No cleavage products could be purified from the cleavage site mutants ProtQ₂₃₉₃A-Pol*-His and Flag-*HelQ₂₁₁₈A-Prot-His. (A) The insoluble fraction of a lysate from induced cultures of E. coli transformed with the plasmid pet11a-ProtQ₂₃₉₃A-Pol*-His was solubilized in 8 M urea buffer and subjected to IMAC. The individual imidazole elution fractions were resolved via SDS-PAGE and stained.
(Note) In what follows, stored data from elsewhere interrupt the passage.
/// Parses already-normalized template source into a node sequence.
///
/// Offsets in the returned nodes and in any error are byte offsets into
/// `source`. Line and column information is attached by the caller.
///
/// # Errors
///
/// Returns the first [`ParseError`] encountered; no partial tree is produced.
pub fn parse_nodes(source: &str, options: ParserOptions) -> Result<Vec<Node>, ParseError> {
    let mut parser = DocumentParser {
        source,
        pos: 0,
        nodes: Vec::new(),
        stack: Vec::new(),
        options,
    };

    while parser.pos < source.len() {
        parser.read_node()?;
    }

    if let Some(open) = parser.stack.last() {
        return Err(ParseError::new(
            open.offset(),
            format!("Unclosed '{}' tag", open.keyword()),
        ));
    }

    Ok(parser.nodes)
}

struct DocumentParser<'a> {
    source: &'a str,
    pos: usize,
    nodes: Vec<Node>,
    stack: Vec<OpenBlock>,
    options: ParserOptions,
}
Note the single protein species with an apparent molecular mass of 60 kDa (ProtQ2393A-Pol*-His) that specifically eluted with increasing imidazole concentrations and the absence of a 28 kDa band (Pol*-His). (B) The insoluble fraction of a lysate from induced cultures of E. coli transformed with the plasmid pet11a-Flag-*HelQ₂₁₁₈A-Prot-His was solubilized in 8 M urea buffer and subjected to IMAC. The individual imidazole elution fractions were resolved via SDS-PAGE and stained. Note the single protein species with an apparent molecular mass of 38 kDa (Flag-*HelQ₂₁₁₈A-Prot-His) that specifically eluted with increasing imidazole concentrations and the absence of a 35 kDa band (Prot-His).